Está longe, muito longe, do Cinema Novo, que arranhou a estética
e, consequentemente, afastou o
público. Brant não faz movimento,
não perde tempo. Brant não faz filme de arte, faz cinema. Enfim!
Já havia provado seu talento, no
ano passado, com "Os Matadores", seu premiado longa de estréia. Conseguiu um feito inédito,
lançar dois longas em dois anos;
parece coisa de cineasta norte-americano.
Trabalha com a mesma equipe
do primeiro filme: Sara Silveira
(produção), André Abujamra
(música) e Marcelo Durst (fotografia). O roteiro é também adaptação de uma história original de
Marçal Aquino, o mesmo de "Os
Matadores".
Todos os envolvidos do meio, inclusive a crítica, torcem por Brant.
Na exibição para convidados, na
última segunda-feira, em São Paulo, ele foi ovacionado antes de o filme começar. Porque todos sabiam
que não perderiam seu tempo.
Por sinal, foi uma das pré-estréias mais concorridas do Espaço
Unibanco. Porque todos querem
vê-lo seguindo em frente, filmando todos os anos. Por quê?
Porque ele é despretensioso, introduz novos atores. Porque o som
de seus filmes costuma ser bom, a
fotografia, idem, a direção de arte,
também. Porque, o mais importante, ele conta uma história, detalhe relevante mas escasso na maioria dos filmes de seus patrícios.
O elenco não tem o carisma de
"Os Matadores" -em que se destacavam Chico Diaz, Maria Padilha e Murilo Benício. Há escorregadas no roteiro, como a maçante
cena de "flashback" em que o casal
Lúcia e Miguel discutem "os rumos da luta, companheiro".
Mas, diferente de "Os Matadores", em que o silêncio falava mais
que as palavras, o ritmo de "Ação
entre Amigos" é frenético. Logo na
primeira cena, um helicóptero joga um corpo no mar.
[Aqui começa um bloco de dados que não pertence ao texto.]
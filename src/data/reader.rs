//! Reader type - a computation that reads a shared environment.
//!
//! A `Reader<R, A>` wraps a function `R -> A`. Composing readers with
//! `fmap`, `map2` or `flat_map` builds a larger function, and the
//! environment given to [`Reader::run`] is handed unchanged to every step.
//! Only [`Reader::local`] can show a sub-computation a different
//! environment.
//!
//! Reader implements [`TypeConstructor`] but provides `fmap`, `flat_map`,
//! `map2` and the rest as inherent methods. A reader may be run many times,
//! so its continuations must be `Fn + 'static` and the environment must be
//! `Clone`. The `FnOnce` signatures of [`Functor`](crate::typeclass::Functor)
//! and [`Monad`](crate::typeclass::Monad) cannot promise either.
//!
//! # Laws
//!
//! - `Reader::ask().run(r) == r`
//! - `Reader::local(|r| r, m).run(r) == m.run(r)`
//! - `Reader::local(f, Reader::local(g, m)).run(r) == m.run(g(f(r)))`
//!
//! # Examples
//!
//! ```rust
//! use endofunk::data::Reader;
//!
//! #[derive(Clone)]
//! struct Settings {
//!     greeting: String,
//!     punctuation: char,
//! }
//!
//! fn greet(name: &'static str) -> Reader<Settings, String> {
//!     Reader::asks(|settings: Settings| settings.greeting)
//!         .map2(Reader::asks(|settings: Settings| settings.punctuation), move |greeting, mark| {
//!             format!("{greeting}, {name}{mark}")
//!         })
//! }
//!
//! let settings = Settings { greeting: "Hello".to_string(), punctuation: '!' };
//! assert_eq!(greet("Ada").run(settings), "Hello, Ada!");
//! ```

use std::fmt;
use std::rc::Rc;

use crate::typeclass::TypeConstructor;

/// A computation from an environment `R` to a value `A`.
///
/// Cloning a reader is cheap: clones share the same function.
pub struct Reader<R, A> {
    computation: Rc<dyn Fn(R) -> A>,
}

impl<R: 'static, A: 'static> Reader<R, A> {
    /// Wraps a function of the environment.
    ///
    /// # Examples
    ///
    /// ```rust
    /// use endofunk::data::Reader;
    ///
    /// let double: Reader<i32, i32> = Reader::new(|n| n * 2);
    /// assert_eq!(double.run(21), 42);
    /// assert_eq!(double.run(5), 10);
    /// ```
    pub fn new<F>(function: F) -> Self
    where
        F: Fn(R) -> A + 'static,
    {
        Self {
            computation: Rc::new(function),
        }
    }

    /// Runs the computation against `environment`.
    pub fn run(&self, environment: R) -> A {
        (self.computation)(environment)
    }

    /// A reader that ignores the environment and always yields `value`.
    pub fn pure(value: A) -> Self
    where
        A: Clone,
    {
        Self::new(move |_| value.clone())
    }

    /// A reader that projects part of the environment.
    pub fn asks<F>(projection: F) -> Self
    where
        F: Fn(R) -> A + 'static,
    {
        Self::new(projection)
    }

    /// Runs `computation` against an environment rewritten by `modifier`.
    ///
    /// Readers composed around the result still see the original
    /// environment.
    ///
    /// # Examples
    ///
    /// ```rust
    /// use endofunk::data::Reader;
    ///
    /// let depth: Reader<u32, u32> = Reader::ask();
    /// let nested = Reader::local(|depth| depth + 1, depth.clone());
    /// let both = depth.product(nested);
    /// assert_eq!(both.run(3), (3, 4));
    /// ```
    pub fn local<F>(modifier: F, computation: Self) -> Self
    where
        F: Fn(R) -> R + 'static,
    {
        let inner = computation.computation;
        Self::new(move |environment| inner(modifier(environment)))
    }

    /// Transforms the value produced by the reader.
    #[must_use]
    pub fn fmap<B, F>(self, function: F) -> Reader<R, B>
    where
        B: 'static,
        F: Fn(A) -> B + 'static,
    {
        let inner = self.computation;
        Reader::new(move |environment| function(inner(environment)))
    }

    /// Chooses the next reader from this reader's value, then runs it
    /// against the same environment.
    ///
    /// # Examples
    ///
    /// ```rust
    /// use endofunk::data::Reader;
    ///
    /// let base: Reader<i32, i32> = Reader::ask();
    /// let chained = base.flat_map(|n| Reader::new(move |environment: i32| n * environment));
    /// assert_eq!(chained.run(7), 49);
    /// ```
    #[must_use]
    pub fn flat_map<B, F>(self, function: F) -> Reader<R, B>
    where
        R: Clone,
        B: 'static,
        F: Fn(A) -> Reader<R, B> + 'static,
    {
        let inner = self.computation;
        Reader::new(move |environment: R| function(inner(environment.clone())).run(environment))
    }

    /// Alias for [`flat_map`](Reader::flat_map).
    #[must_use]
    pub fn and_then<B, F>(self, function: F) -> Reader<R, B>
    where
        R: Clone,
        B: 'static,
        F: Fn(A) -> Reader<R, B> + 'static,
    {
        self.flat_map(function)
    }

    /// Runs this reader for its place in the sequence, then yields `next`'s
    /// value.
    #[must_use]
    pub fn then<B>(self, next: Reader<R, B>) -> Reader<R, B>
    where
        R: Clone,
        B: 'static,
    {
        self.flat_map(move |_| next.clone())
    }

    /// Runs both readers against the same environment and combines their
    /// values.
    #[must_use]
    pub fn map2<B, C, F>(self, other: Reader<R, B>, function: F) -> Reader<R, C>
    where
        R: Clone,
        B: 'static,
        C: 'static,
        F: Fn(A, B) -> C + 'static,
    {
        let first = self.computation;
        let second = other.computation;
        Reader::new(move |environment: R| {
            let a = first(environment.clone());
            function(a, second(environment))
        })
    }

    /// Three-argument form of [`map2`](Reader::map2).
    #[must_use]
    pub fn map3<B, C, D, F>(
        self,
        second: Reader<R, B>,
        third: Reader<R, C>,
        function: F,
    ) -> Reader<R, D>
    where
        R: Clone,
        B: 'static,
        C: 'static,
        D: 'static,
        F: Fn(A, B, C) -> D + 'static,
    {
        let first = self.computation;
        let second = second.computation;
        let third = third.computation;
        Reader::new(move |environment: R| {
            let a = first(environment.clone());
            let b = second(environment.clone());
            function(a, b, third(environment))
        })
    }

    /// Pairs the values of two readers.
    #[must_use]
    pub fn product<B>(self, other: Reader<R, B>) -> Reader<R, (A, B)>
    where
        R: Clone,
        B: 'static,
    {
        self.map2(other, |a, b| (a, b))
    }

    /// Applies the function this reader produces to the value `other`
    /// produces.
    ///
    /// # Examples
    ///
    /// ```rust
    /// use endofunk::data::Reader;
    ///
    /// let scale: Reader<i32, Box<dyn Fn(i32) -> i32>> =
    ///     Reader::new(|factor| Box::new(move |n| n * factor) as Box<dyn Fn(i32) -> i32>);
    /// let value: Reader<i32, i32> = Reader::new(|factor| factor + 1);
    /// assert_eq!(scale.apply(value).run(3), 12);
    /// ```
    #[must_use]
    pub fn apply<B, Output>(self, other: Reader<R, B>) -> Reader<R, Output>
    where
        R: Clone,
        A: Fn(B) -> Output,
        B: 'static,
        Output: 'static,
    {
        self.map2(other, |function, b| function(b))
    }
}

impl<R: 'static> Reader<R, R> {
    /// A reader that yields the environment itself.
    #[must_use]
    pub fn ask() -> Self {
        Self::new(|environment| environment)
    }
}

impl<R, A> Clone for Reader<R, A> {
    fn clone(&self) -> Self {
        Self {
            computation: Rc::clone(&self.computation),
        }
    }
}

impl<R, A> TypeConstructor for Reader<R, A> {
    type Inner = A;
    type WithType<B> = Reader<R, B>;
}

impl<R, A> fmt::Debug for Reader<R, A> {
    fn fmt(&self, formatter: &mut fmt::Formatter<'_>) -> fmt::Result {
        formatter.write_str("Reader(<function>)")
    }
}

impl<R, A> fmt::Display for Reader<R, A> {
    fn fmt(&self, formatter: &mut fmt::Formatter<'_>) -> fmt::Result {
        formatter.write_str("<Reader>")
    }
}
Nunca ficou provado que tal método de tortura tenha acontecido
no Brasil. Aconteceu em terra.
Mas, pouco importa, foi um sonho, ou pesadelo. O filme não procura debater o período, nem ser didático. O período é um recurso
dramático para falar de algo mais
corrosivo à alma humana, o acerto
de contas, a superação.
Miguel (Zecarlos Machado), o
único dos quatro amigos ainda envolvido com política -é assessor
de um deputado-, é quem os leva
para a pescaria no interior de São
Paulo, onde ele acredita que viva o
delegado Correa, o torturador, oficialmente dado como morto. O
que está em jogo é a obsessão de
Miguel pelas dores do passado, enquanto os outros querem esquecer. Só isso já dá um filmão.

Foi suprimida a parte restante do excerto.